▶ REQUIRED ACTION: Which of the lines below holds the string "state"? Copy every line that does.
(SUPPLIED RECORDS Opens)
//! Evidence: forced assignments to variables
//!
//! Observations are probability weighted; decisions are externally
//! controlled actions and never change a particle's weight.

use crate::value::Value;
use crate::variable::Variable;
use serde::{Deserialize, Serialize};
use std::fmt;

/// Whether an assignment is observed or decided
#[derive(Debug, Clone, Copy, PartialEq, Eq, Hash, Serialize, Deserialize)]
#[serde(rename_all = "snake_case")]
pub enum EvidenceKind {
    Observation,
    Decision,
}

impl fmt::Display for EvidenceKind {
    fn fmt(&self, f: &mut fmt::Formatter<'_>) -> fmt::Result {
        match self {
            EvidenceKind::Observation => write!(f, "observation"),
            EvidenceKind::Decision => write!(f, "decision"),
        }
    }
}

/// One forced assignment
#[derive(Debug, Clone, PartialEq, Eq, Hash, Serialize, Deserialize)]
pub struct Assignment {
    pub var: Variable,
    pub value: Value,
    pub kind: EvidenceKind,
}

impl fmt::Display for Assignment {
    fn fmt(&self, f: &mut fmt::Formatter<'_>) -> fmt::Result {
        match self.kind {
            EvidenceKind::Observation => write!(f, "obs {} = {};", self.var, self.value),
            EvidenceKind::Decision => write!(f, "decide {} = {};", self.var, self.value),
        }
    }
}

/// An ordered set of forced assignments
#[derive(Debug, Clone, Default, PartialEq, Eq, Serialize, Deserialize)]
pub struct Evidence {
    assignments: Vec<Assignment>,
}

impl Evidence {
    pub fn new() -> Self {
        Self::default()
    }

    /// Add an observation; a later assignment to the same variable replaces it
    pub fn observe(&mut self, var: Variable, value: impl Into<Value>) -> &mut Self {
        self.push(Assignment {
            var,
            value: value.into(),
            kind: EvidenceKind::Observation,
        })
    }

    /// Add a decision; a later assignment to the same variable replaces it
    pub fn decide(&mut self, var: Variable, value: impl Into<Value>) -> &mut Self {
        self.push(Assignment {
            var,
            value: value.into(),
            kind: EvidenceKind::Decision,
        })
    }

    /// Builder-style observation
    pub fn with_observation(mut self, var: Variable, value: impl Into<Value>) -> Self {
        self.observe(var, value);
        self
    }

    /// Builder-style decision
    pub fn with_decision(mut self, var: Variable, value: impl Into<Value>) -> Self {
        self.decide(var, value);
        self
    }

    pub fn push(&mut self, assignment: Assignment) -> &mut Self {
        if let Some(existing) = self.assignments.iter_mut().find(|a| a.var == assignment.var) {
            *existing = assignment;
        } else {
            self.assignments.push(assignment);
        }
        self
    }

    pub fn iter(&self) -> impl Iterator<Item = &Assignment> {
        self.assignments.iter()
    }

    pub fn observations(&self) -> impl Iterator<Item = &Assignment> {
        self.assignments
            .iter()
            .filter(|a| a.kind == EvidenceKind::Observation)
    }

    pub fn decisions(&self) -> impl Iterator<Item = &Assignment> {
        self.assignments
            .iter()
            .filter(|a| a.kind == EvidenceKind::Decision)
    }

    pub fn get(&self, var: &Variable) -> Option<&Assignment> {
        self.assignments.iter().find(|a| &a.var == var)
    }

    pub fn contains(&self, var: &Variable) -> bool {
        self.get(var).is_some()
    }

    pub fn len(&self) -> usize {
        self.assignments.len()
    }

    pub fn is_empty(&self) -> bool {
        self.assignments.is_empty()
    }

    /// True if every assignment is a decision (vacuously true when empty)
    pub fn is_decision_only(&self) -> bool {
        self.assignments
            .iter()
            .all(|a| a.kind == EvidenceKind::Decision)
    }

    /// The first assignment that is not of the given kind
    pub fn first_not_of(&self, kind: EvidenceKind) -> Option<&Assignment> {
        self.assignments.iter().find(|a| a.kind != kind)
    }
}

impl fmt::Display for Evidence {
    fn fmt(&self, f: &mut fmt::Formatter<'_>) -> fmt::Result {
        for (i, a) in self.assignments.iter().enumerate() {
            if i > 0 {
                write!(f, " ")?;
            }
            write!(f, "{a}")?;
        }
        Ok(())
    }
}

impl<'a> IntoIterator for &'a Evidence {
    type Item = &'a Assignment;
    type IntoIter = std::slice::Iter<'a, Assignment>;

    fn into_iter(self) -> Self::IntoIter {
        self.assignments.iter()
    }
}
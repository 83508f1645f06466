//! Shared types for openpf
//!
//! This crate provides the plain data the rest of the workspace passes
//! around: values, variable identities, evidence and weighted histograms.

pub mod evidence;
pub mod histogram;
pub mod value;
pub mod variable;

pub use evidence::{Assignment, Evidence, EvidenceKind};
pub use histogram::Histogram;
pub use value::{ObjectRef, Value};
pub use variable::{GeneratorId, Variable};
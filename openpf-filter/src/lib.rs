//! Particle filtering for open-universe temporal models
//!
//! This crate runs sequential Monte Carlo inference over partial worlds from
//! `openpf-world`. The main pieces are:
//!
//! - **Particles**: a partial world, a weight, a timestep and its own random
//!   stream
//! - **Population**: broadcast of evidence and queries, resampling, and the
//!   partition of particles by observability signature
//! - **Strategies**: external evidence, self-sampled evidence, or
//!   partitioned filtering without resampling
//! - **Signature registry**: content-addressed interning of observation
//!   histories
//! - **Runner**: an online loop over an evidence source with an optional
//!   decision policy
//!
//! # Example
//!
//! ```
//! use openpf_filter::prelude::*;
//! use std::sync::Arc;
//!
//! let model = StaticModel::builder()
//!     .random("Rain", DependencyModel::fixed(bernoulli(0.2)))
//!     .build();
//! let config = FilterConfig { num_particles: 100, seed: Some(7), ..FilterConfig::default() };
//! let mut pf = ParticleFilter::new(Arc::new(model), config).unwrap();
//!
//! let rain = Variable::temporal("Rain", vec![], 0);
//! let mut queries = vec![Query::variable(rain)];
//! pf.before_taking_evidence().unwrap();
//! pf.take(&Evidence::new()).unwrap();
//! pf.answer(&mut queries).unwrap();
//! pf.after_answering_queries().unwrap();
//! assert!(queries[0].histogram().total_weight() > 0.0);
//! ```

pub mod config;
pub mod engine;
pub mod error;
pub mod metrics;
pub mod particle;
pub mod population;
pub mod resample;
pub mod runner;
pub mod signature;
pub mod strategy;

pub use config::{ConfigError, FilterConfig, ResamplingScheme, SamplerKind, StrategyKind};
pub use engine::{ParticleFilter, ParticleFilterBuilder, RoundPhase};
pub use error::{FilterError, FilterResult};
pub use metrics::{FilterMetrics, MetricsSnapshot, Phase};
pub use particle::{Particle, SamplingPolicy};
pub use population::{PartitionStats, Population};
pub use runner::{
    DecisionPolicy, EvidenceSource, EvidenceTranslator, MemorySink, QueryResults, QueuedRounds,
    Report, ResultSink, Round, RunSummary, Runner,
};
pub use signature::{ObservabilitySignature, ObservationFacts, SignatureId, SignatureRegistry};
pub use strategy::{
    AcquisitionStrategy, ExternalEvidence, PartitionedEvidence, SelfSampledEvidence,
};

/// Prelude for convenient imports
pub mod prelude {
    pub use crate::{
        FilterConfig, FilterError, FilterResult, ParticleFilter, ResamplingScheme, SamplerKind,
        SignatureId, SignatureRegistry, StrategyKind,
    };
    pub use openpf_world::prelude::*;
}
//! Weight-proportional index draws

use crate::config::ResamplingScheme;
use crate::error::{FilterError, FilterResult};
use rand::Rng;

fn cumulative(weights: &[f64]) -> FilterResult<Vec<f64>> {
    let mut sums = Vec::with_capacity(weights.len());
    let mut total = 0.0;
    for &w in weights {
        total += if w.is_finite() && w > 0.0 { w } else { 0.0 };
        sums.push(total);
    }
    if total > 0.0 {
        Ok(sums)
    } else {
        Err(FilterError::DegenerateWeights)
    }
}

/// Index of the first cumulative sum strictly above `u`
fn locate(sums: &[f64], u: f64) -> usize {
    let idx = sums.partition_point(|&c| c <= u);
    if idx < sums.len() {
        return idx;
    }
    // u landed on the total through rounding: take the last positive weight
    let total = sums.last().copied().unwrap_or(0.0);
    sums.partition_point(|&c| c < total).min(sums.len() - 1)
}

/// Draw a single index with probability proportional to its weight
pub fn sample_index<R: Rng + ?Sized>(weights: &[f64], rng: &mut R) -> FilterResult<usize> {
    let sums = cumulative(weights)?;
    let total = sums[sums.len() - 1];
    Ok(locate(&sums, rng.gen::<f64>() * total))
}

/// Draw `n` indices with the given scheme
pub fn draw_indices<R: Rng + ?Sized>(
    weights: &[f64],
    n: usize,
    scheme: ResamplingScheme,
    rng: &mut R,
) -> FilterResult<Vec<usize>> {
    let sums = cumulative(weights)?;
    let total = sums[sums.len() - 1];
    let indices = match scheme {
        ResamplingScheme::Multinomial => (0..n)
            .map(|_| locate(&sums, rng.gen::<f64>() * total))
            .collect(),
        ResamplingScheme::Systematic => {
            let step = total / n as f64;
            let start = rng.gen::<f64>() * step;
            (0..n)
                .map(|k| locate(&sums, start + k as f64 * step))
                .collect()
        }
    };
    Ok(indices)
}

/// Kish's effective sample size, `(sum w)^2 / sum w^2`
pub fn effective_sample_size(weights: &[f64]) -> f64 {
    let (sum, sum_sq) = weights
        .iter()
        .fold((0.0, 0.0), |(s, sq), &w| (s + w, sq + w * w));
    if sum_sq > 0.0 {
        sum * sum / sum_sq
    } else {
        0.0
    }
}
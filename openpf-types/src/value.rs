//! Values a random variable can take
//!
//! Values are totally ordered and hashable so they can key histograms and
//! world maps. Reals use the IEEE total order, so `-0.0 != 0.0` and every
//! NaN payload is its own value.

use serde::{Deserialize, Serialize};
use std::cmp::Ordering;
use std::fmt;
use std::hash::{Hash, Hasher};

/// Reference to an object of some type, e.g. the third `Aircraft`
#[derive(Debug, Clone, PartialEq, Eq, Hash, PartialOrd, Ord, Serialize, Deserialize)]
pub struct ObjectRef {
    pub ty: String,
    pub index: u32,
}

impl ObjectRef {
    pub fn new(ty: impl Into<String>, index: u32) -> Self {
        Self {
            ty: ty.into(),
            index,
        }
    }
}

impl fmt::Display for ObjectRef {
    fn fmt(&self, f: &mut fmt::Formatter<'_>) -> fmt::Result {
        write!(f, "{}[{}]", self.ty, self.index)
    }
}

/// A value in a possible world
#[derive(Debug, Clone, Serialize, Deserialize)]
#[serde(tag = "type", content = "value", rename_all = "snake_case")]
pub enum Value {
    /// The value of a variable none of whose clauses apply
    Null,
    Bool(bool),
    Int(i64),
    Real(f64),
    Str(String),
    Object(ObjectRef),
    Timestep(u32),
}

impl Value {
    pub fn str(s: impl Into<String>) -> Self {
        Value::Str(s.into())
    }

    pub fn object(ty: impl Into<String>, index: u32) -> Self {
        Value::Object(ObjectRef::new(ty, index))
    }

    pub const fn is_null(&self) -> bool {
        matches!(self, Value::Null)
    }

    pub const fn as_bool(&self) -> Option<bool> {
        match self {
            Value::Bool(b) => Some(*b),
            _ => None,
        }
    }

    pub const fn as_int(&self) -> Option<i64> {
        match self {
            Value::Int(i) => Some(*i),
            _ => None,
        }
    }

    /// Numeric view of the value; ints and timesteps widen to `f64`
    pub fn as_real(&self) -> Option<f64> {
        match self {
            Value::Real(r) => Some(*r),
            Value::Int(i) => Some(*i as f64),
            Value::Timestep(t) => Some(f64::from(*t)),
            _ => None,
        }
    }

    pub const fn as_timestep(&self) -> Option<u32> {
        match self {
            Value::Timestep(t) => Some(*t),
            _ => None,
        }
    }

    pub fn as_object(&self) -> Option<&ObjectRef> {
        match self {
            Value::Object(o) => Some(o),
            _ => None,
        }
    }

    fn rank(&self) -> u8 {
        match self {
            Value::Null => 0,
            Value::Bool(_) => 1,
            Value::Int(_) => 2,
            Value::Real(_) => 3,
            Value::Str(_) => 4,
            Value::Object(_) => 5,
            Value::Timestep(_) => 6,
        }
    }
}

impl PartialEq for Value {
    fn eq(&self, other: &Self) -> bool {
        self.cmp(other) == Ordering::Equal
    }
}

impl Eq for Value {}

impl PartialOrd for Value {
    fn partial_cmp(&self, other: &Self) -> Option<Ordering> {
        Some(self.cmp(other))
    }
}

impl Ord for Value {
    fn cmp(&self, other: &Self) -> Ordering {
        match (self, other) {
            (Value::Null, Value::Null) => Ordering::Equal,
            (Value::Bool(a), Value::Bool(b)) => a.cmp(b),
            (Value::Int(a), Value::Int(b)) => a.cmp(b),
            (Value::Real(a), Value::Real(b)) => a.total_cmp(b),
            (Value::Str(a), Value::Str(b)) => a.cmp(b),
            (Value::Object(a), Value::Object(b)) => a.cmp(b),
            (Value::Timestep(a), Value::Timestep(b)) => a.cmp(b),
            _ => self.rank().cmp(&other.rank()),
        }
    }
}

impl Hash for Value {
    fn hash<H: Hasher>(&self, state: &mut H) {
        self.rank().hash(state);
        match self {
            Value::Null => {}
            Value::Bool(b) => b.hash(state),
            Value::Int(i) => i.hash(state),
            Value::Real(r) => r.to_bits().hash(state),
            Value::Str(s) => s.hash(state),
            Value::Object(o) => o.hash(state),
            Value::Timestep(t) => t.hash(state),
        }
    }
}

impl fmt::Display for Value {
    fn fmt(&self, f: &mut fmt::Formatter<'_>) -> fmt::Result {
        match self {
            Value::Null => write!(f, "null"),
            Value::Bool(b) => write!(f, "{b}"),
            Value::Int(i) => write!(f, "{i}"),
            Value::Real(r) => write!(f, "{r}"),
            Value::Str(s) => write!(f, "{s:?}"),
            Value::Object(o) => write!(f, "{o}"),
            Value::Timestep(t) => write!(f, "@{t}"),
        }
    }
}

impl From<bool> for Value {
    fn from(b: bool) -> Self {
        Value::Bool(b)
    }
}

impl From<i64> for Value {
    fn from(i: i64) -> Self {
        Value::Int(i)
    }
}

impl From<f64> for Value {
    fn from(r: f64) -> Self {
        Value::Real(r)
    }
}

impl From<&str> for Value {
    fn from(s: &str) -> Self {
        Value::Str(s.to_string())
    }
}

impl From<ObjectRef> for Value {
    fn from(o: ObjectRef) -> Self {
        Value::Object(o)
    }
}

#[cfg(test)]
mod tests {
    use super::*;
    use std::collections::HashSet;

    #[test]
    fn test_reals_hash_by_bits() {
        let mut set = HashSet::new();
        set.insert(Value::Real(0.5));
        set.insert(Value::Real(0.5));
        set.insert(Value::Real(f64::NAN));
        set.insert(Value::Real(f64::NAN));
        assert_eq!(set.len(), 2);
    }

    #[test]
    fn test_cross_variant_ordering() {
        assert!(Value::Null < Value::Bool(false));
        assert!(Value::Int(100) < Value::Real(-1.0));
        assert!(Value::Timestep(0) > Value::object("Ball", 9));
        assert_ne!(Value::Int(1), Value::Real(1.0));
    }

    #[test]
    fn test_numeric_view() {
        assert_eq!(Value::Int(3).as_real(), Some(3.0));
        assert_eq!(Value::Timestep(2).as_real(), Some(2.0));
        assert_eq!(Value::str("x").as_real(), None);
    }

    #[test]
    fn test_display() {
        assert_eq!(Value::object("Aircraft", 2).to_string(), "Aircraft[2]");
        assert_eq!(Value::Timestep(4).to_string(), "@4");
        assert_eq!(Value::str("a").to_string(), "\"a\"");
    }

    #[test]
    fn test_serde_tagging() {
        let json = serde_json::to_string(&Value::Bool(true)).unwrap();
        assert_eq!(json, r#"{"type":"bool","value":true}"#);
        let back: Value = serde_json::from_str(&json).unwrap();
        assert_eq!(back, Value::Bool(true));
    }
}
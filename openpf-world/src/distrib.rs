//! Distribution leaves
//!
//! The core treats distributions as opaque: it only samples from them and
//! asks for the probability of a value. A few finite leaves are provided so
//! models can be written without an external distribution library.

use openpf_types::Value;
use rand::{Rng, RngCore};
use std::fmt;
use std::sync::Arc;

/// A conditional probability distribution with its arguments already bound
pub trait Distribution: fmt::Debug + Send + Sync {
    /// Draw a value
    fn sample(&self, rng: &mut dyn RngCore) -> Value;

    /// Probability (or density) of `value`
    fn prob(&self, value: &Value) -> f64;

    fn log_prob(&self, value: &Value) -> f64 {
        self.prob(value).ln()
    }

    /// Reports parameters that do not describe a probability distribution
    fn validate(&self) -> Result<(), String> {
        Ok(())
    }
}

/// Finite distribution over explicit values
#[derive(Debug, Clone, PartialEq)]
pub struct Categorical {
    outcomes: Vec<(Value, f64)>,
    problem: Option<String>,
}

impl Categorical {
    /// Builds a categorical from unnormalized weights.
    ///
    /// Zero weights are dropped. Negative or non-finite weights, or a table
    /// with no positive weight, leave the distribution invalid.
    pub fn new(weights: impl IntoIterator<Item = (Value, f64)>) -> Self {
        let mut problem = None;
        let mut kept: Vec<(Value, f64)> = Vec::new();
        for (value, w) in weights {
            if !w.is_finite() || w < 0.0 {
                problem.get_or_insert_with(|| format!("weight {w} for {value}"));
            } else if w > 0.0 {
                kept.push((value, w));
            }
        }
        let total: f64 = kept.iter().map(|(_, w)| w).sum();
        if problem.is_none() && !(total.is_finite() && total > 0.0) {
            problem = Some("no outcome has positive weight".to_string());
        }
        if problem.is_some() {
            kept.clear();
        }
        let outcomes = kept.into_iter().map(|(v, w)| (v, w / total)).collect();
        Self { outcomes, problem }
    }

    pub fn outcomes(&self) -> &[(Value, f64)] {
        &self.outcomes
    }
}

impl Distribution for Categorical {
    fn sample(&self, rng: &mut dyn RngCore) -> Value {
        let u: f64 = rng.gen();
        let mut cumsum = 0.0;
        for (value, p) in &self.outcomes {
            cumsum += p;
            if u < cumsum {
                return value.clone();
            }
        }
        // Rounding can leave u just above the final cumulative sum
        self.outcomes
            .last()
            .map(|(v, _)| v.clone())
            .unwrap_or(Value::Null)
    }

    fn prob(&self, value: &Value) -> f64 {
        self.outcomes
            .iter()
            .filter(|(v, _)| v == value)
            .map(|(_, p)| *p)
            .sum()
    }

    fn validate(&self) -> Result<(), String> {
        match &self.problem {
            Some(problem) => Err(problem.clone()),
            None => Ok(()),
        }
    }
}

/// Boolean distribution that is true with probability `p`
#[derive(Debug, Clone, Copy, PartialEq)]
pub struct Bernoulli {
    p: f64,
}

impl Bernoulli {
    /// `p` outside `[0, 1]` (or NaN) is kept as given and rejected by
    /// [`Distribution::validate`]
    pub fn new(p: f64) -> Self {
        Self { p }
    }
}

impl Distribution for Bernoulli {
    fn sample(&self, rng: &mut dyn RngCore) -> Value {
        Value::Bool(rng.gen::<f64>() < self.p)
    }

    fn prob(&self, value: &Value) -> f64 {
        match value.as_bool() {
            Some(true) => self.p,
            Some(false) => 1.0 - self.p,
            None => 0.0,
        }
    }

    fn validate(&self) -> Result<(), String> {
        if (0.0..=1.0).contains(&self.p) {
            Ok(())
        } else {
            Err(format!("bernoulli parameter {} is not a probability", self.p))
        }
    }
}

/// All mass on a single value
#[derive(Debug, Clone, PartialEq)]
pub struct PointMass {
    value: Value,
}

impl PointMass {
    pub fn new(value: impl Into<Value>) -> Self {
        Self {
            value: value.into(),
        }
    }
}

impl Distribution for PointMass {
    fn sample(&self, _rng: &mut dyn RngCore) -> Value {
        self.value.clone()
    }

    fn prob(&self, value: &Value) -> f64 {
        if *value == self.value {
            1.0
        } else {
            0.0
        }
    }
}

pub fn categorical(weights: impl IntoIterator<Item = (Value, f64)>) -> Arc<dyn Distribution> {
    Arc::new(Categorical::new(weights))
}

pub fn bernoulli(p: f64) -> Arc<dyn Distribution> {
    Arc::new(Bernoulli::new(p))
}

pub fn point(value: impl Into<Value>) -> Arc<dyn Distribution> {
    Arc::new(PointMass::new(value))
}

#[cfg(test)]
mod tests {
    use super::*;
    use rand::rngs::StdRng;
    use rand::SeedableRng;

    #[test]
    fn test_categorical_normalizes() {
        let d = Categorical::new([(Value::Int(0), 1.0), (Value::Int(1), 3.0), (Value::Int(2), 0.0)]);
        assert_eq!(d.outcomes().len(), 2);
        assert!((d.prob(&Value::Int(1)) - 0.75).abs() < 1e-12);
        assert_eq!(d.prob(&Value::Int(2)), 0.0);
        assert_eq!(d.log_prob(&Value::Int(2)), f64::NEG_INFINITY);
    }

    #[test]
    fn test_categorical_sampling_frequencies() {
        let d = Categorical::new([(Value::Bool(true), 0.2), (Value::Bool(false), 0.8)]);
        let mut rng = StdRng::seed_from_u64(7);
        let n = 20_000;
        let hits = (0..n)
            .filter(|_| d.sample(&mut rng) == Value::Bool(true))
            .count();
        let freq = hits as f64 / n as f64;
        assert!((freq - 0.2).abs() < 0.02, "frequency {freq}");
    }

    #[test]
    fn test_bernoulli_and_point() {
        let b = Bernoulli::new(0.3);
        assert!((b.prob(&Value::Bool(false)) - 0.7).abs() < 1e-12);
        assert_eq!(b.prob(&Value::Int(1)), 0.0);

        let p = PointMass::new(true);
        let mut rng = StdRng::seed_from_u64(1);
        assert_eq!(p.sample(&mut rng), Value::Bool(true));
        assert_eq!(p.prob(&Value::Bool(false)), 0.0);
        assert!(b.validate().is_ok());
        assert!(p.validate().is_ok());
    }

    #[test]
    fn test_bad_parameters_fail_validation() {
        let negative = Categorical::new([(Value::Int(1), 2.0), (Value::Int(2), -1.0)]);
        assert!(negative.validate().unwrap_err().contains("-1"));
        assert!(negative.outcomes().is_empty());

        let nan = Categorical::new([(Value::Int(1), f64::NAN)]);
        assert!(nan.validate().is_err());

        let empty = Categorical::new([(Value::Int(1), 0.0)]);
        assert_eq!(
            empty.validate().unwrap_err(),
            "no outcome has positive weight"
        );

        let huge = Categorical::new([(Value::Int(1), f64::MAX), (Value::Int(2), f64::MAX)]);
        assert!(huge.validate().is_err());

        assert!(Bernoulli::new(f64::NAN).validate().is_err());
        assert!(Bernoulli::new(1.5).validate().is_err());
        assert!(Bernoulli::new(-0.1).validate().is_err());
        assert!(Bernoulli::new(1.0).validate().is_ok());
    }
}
(SUPPLIED RECORDS Closes)
▶ RESPONSE AREA:
    fn hash<H: Hasher>(&self, state: &mut H) {
        self.rank().hash(state);
            Value::Bool(b) => b.hash(state),
            Value::Int(i) => i.hash(state),
            Value::Real(r) => r.to_bits().hash(state),
            Value::Str(s) => s.hash(state),
            Value::Object(o) => o.hash(state),
            Value::Timestep(t) => t.hash(state),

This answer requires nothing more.